The Belko Experiment was a film that caught my attention on the in-flight entertainment system as it looked like it could have been a really suspenseful psychological thriller. As it turns out, they went down the ‘blow everybody’s heads up’ routine instead of psychological suspense, instead choosing to shower you with blood, gore and so much of it that you quickly gave up caring. Not the best of approaches.

In two minutes we want thirty of you dead. If thirty of you are not dead, we will end sixty of your lives ourselves. Five, four, three, two, one. Begin.

The basic premise is quite intriguing. Belko Industries has a remote multi-storey office building and Mike Milch, one of our key characters, arrives one morning to find security staff turning away some individuals but letting others in. Approximately eighty employees are let in for the day and then everything goes wrong; a voice over the intercom announces that unless those present kill two of their co-workers in a certain amount of time, more will be killed at random. Huge shutters go up around the building, trapping everyone within it and time begins to tick down.

You know the story. Heads explode, people are stabbed, sliced, and shot. I'd rather see 'Final Destination' type creativity with this sub- genre.

The initial thinking is that this is clearly a hoax in bad taste and obviously nobody goes out and murders anyone else, but when it is dramatically shown – via a lot of heads exploding – that this is not a joke at all, things begin to get tense. The voice then proceeds to announce that unless thirty of the employees are dead within the next two hours, sixty will be killed. This leads to wide-spread panic and the beginning of what could have been a really in-depth and interesting psychological thriller, but instead just became a gore fest that I struggled to care much about either way.

Total waste of a talented cast. There's no real story, No depth to the plot at all. Just an hour and a half of mindlessly killing people in a semi entertaining way.

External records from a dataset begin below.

#[cfg(test)]
mod tests {
    use super::*;
    use xorpir_core::{PointKey, SelectionVector};
    use xorpir_pim::{FleetConfig, KernelConfig, UnitArgs};
    use xorpir_storage::RecordStore;

    fn small_fleet(num_units: usize, clusters: usize) -> Fleet {
        Fleet::allocate(FleetConfig {
            kernel: KernelConfig {
                lane_count: 2,
                block_log2: 8,
                max_batch: 8,
                ..KernelConfig::default()
            },
            ..FleetConfig::new(num_units, clusters)
        })
        .unwrap()
    }

    fn pass_config(dispatch_limit: usize) -> PassConfig {
        PassConfig {
            dispatch_limit,
            max_producers: 16,
            queue_capacity: 4,
        }
    }

    #[test]
    fn producer_count_scales_with_batch() {
        assert_eq!(producer_count(1, 16), 1);
        assert_eq!(producer_count(7, 16), 1);
        assert_eq!(producer_count(8, 16), 2);
        assert_eq!(producer_count(64, 16), 16);
        assert_eq!(producer_count(1000, 16), 16);
        assert_eq!(producer_count(1000, 3), 3);
    }

    #[test]
    fn pass_answers_every_query_in_order() {
        let store = RecordStore::with_index_pattern(256).unwrap();
        let mut fleet = small_fleet(6, 2);
        let layout = fleet.load_store(&store).unwrap();
        let keys: Vec<PointKey> = (0..37).map(|i| PointKey { target: i * 7 }).collect();

        let report = run_batch_pass(&mut fleet, &layout, &keys, &pass_config(8)).unwrap();
        let expected: Vec<Record> = keys.iter().map(|k| Record::splat(k.target as u64)).collect();
        assert_eq!(report.results, expected);
        assert_eq!(report.dispatch_sizes.iter().sum::<usize>(), keys.len());
        assert!(report.dispatch_sizes.iter().all(|size| (1..=8).contains(size)));
    }

    #[test]
    fn dispatch_limit_caps_each_group() {
        let store = RecordStore::with_index_pattern(64).unwrap();
        let mut fleet = small_fleet(4, 1);
        let layout = fleet.load_store(&store).unwrap();
        let keys: Vec<PointKey> = (0..20).map(|target| PointKey { target }).collect();

        let report = run_batch_pass(&mut fleet, &layout, &keys, &pass_config(3)).unwrap();
        assert!(report.dispatch_sizes.iter().all(|size| *size <= 3));
        assert_eq!(report.results[19], Record::splat(19));
    }

    #[test]
    fn repeated_passes_rebuild_the_queue() {
        let store = RecordStore::with_index_pattern(64).unwrap();
        let mut fleet = small_fleet(2, 1);
        let layout = fleet.load_store(&store).unwrap();
        let keys = [PointKey { target: 5 }, PointKey { target: 63 }];

        for _ in 0..3 {
            let report = run_batch_pass(&mut fleet, &layout, &keys, &pass_config(8)).unwrap();
            assert_eq!(report.results, vec![Record::splat(5), Record::splat(63)]);
        }
    }

    #[test]
    fn empty_batch_dispatches_nothing() {
        let store = RecordStore::with_index_pattern(64).unwrap();
        let mut fleet = small_fleet(2, 1);
        let layout = fleet.load_store(&store).unwrap();
        let keys: [PointKey; 0] = [];
        let report = run_batch_pass(&mut fleet, &layout, &keys, &pass_config(8)).unwrap();
        assert!(report.results.is_empty());
        assert!(report.dispatch_sizes.is_empty());
    }

    #[test]
    fn rejects_layout_for_other_unit_count() {
        let mut fleet = small_fleet(4, 1);
        let layout = ShardLayout::new(64, 3).unwrap();
        let keys = [PointKey { target: 0 }];
        assert_eq!(
            run_batch_pass(&mut fleet, &layout, &keys, &pass_config(8)),
            Err(OrchestratorError::LayoutMismatch {
                layout_units: 3,
                cluster_units: 4
            })
        );
    }

    #[test]
    fn rejects_layout_other_than_the_loaded_one() {
        let store = RecordStore::with_index_pattern(256).unwrap();
        let mut fleet = small_fleet(2, 1);
        let layout = fleet.load_store(&store).unwrap();
        let smaller = ShardLayout::new(128, 2).unwrap();
        let keys = [PointKey { target: 3 }];

        assert_eq!(
            run_batch_pass(&mut fleet, &smaller, &keys, &pass_config(8)),
            Err(OrchestratorError::LayoutNotLoaded {
                requested: smaller,
                loaded: Some(layout),
            })
        );

        let keys = [PointKey { target: 64 }];
        let report = run_batch_pass(&mut fleet, &layout, &keys, &pass_config(8)).unwrap();
        assert_eq!(report.results, vec![Record::splat(64)]);
    }

    #[test]
    fn rejects_fleet_without_a_store() {
        let mut fleet = small_fleet(2, 1);
        let layout = ShardLayout::new(64, 2).unwrap();
        let keys = [PointKey { target: 0 }];
        assert_eq!(
            run_batch_pass(&mut fleet, &layout, &keys, &pass_config(8)),
            Err(OrchestratorError::LayoutNotLoaded {
                requested: layout,
                loaded: None,
            })
        );
    }

    /// Accepts uploads and transfers, then panics on execute.
    struct PanickingUnitSet {
        config: KernelConfig,
    }

    impl UnitSet for PanickingUnitSet {
        fn unit_count(&self) -> usize {
            2
        }

        fn kernel_config(&self) -> &KernelConfig {
            &self.config
        }

        fn load_shards(
            &mut self,
            _shards: &[&[Record]],
            _shard_size_bytes: usize,
            _selection_capacity_bytes: usize,
        ) -> Result<(), DispatchError> {
            Ok(())
        }

        fn push_args(&mut self, _args: UnitArgs) -> Result<(), DispatchError> {
            Ok(())
        }

        fn push_selection(
            &mut self,
            _offset: usize,
            _per_unit: &[Vec<u8>],
        ) -> Result<(), DispatchError> {
            Ok(())
        }

        fn execute(&mut self) -> Result<(), DispatchError> {
            panic!("unit fault");
        }

        fn pull_output(&mut self, item_count: usize) -> Result<Vec<Vec<Record>>, DispatchError> {
            Ok(vec![vec![Record::ZERO; item_count]; 2])
        }
    }

    #[test]
    fn submitter_panic_ends_the_pass() {
        let config = FleetConfig {
            kernel: KernelConfig {
                max_batch: 8,
                ..KernelConfig::default()
            },
            ..FleetConfig::new(2, 1)
        };
        let set = PanickingUnitSet {
            config: config.kernel,
        };
        let mut fleet = Fleet::from_unit_sets(config, vec![Box::new(set)]).unwrap();
        let store = RecordStore::with_index_pattern(64).unwrap();
        let layout = fleet.load_store(&store).unwrap();
        let keys: Vec<PointKey> = (0..40).map(|target| PointKey { target }).collect();
        let pass = PassConfig {
            dispatch_limit: 1,
            max_producers: 16,
            queue_capacity: 2,
        };

        assert_eq!(
            run_batch_pass(&mut fleet, &layout, &keys, &pass),
            Err(OrchestratorError::WorkerPanicked)
        );
    }

    /// Expands to a selection over the wrong record count.
    struct MisfitKey;

    impl SelectionKey for MisfitKey {
        fn expand(&self, record_count: usize) -> SelectionVector {
            SelectionVector::zeroed(record_count + 8)
        }
    }

    #[test]
    fn producer_failure_aborts_the_pass() {
        let store = RecordStore::with_index_pattern(64).unwrap();
        let mut fleet = small_fleet(2, 1);
        let layout = fleet.load_store(&store).unwrap();
        let keys: Vec<MisfitKey> = (0..12).map(|_| MisfitKey).collect();
        assert!(matches!(
            run_batch_pass(&mut fleet, &layout, &keys, &pass_config(8)),
            Err(OrchestratorError::Layout(_))
        ));
    }
}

Some of the things that a group of people trapped in this situation would do are indeed tried, including trying to send help messages from the roof and other such ideas. Likewise, they figure out how the unnamed voice is killing them remotely and try to get around that, so there is some level of psychological suspense. Unfortunately, the film quickly gives up on the psychological aspects in favour of the really American approach; blow stuff up – people included – and hope for the best.

For all its promise to be a wry commentary on the savagery of office politics, “The Belko Experiment” is more like an experiment in how many cracked-open skulls can be crammed into one movie.

So many characters are killed that within the first half hour you don’t have any attachment to anyone anymore; there isn’t any point, I figured there’s at least a 90% chance they are going to die, so why waste any emotion on them. The characterisation of the human race with one group taking charge and executing people whilst another smaller group wants to act morally… and the largest amount of people sit around and wait to be killed… could have been clever. Unfortunately, not enough is made of anything other than the violence by far and so it just ends up being a gore-fest.

“The Belko Experiment” Pretends That Showing Us 80 Office Workers Murder Each Other Makes a Point About Things

When I hear the words ‘psychological thriller’, I anticipate that there is going to be some semblance of intelligence hidden within the film. It might be hidden quite deep, but I expect it to be there somewhere at the very least. This didn’t even try. The film quickly descends into a blood bath and any tension or even horror is lost because the film just throws so much gore at you that you become desensitised. A film that could have been cleverly worked to show the darker sides of humanity fighting with the light instead just revolves around the explosion of skulls.

Don’t expect style or invention, much less satire. Its only interest as an experiment is that, out of duty, the roomful of critics I saw it with all stuck around until the end.

I don’t particular enjoy large amounts of gore and violence in films so this wouldn’t have been a choice for me had I realised that its focus was on the blowing stuff up. That said, I can’t actually imagine an audience that would enjoy this unless you are watching purely for the same of massively overly relied upon gore and violence. There’s barely any plot because the entire thing just revolves around people’s skulls exploding and other people running around with guns that, for some awesome reason, were kept stored in the damn building. Because every large corporation has a gun collection hidden downstairs.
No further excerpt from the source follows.